>>>>

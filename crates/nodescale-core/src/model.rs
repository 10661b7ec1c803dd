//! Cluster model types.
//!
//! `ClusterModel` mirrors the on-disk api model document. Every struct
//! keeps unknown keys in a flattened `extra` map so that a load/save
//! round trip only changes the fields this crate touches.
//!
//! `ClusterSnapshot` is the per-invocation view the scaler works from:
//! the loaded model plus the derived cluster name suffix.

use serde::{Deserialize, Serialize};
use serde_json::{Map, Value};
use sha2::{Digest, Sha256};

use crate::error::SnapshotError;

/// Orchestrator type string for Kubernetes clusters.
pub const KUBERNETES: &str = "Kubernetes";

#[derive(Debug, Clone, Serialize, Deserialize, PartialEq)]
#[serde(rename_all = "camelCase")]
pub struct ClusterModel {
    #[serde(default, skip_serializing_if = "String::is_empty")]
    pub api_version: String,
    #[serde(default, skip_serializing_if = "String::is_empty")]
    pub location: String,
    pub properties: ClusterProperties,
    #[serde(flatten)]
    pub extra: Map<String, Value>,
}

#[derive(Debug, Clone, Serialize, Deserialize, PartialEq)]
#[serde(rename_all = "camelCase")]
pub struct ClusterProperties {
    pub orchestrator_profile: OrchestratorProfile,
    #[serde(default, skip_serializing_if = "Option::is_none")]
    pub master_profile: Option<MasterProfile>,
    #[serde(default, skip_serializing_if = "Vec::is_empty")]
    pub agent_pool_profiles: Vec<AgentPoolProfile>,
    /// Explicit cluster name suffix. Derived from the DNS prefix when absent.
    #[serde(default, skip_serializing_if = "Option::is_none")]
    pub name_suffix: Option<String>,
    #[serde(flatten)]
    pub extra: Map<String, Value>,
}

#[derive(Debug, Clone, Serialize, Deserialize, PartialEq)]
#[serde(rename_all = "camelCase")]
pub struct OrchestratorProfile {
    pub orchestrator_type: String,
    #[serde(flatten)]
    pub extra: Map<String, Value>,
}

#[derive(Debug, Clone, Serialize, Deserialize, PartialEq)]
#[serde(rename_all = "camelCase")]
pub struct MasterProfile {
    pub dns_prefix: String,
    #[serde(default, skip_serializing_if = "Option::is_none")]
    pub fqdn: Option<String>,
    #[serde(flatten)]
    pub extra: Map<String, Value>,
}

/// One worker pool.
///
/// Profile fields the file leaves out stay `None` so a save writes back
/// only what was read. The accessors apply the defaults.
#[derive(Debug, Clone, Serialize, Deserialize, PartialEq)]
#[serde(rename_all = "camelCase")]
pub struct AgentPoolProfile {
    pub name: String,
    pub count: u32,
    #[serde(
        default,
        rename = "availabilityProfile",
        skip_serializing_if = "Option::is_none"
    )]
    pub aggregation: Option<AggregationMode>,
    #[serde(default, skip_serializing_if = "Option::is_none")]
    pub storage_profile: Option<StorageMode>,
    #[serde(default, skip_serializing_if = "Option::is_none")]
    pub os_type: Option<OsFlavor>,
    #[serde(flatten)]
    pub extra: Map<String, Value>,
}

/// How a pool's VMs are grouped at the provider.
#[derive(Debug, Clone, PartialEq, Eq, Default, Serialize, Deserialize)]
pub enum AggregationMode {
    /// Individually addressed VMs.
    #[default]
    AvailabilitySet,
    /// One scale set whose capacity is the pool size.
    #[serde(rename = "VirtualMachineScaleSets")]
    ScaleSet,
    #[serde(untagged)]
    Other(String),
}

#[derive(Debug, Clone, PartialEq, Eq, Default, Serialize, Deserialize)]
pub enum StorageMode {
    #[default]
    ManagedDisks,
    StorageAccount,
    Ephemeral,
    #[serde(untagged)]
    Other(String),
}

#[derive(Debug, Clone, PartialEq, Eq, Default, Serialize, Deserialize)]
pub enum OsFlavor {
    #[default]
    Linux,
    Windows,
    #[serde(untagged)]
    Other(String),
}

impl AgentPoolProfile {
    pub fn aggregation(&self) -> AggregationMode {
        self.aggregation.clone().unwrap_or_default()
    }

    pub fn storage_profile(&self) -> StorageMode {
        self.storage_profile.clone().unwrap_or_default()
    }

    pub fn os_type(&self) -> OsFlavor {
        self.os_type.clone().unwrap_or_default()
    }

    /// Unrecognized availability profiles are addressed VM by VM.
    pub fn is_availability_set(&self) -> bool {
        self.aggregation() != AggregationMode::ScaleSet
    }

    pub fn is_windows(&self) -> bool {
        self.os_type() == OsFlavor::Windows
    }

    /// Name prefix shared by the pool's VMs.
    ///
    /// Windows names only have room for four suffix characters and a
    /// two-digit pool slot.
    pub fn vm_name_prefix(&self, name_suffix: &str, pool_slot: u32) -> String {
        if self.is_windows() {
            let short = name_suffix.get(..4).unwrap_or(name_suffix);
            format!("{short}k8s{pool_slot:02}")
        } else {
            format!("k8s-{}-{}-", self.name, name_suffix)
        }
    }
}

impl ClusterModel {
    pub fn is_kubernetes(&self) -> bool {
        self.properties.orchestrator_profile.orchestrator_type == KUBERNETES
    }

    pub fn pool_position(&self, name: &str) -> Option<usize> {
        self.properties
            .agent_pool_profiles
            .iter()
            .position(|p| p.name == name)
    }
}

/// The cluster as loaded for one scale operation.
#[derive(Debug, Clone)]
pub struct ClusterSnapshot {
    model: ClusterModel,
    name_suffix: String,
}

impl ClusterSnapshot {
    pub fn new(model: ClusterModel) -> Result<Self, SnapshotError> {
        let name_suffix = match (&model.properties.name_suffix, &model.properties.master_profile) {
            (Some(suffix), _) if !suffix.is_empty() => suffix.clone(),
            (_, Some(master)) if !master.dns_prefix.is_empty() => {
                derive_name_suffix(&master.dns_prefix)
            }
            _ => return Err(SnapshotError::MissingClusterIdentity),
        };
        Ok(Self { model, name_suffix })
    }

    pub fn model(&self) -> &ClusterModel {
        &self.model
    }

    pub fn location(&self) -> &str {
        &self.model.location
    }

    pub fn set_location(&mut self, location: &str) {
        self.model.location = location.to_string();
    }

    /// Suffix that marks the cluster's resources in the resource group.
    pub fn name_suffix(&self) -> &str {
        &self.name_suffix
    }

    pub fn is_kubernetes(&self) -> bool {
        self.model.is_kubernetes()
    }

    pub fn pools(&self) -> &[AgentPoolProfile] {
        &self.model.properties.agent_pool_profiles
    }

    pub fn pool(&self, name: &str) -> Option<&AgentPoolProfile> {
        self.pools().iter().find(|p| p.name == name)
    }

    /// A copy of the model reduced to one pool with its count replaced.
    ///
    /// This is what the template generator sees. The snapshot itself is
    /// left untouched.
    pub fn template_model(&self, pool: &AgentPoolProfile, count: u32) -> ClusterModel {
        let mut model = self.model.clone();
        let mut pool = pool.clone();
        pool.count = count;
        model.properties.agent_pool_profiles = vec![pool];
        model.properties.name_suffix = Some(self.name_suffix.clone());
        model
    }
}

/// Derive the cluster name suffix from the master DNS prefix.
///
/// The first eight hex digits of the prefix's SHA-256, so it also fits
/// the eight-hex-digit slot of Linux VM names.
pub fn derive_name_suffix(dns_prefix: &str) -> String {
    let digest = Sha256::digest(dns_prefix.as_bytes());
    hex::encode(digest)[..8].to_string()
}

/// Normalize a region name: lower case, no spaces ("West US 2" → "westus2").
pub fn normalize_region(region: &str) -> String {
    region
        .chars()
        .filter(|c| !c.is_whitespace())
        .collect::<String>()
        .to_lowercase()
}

<<<<
>>>>

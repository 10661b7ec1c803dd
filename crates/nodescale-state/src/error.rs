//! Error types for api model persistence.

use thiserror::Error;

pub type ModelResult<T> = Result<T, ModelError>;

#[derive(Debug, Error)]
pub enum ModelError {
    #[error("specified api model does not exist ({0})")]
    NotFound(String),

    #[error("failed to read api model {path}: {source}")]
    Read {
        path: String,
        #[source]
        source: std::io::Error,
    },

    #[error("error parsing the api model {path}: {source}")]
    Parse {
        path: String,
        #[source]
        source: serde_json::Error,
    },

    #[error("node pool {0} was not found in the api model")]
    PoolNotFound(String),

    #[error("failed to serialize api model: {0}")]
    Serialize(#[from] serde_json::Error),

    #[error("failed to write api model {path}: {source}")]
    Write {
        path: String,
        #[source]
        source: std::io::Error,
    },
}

<<<<

AIM OF THE TASK >> Nothing but a number is expected: the tally of lines in the records that include the word "OrchestratorProfile".

ANSWER TO THE EXERCISE >> 2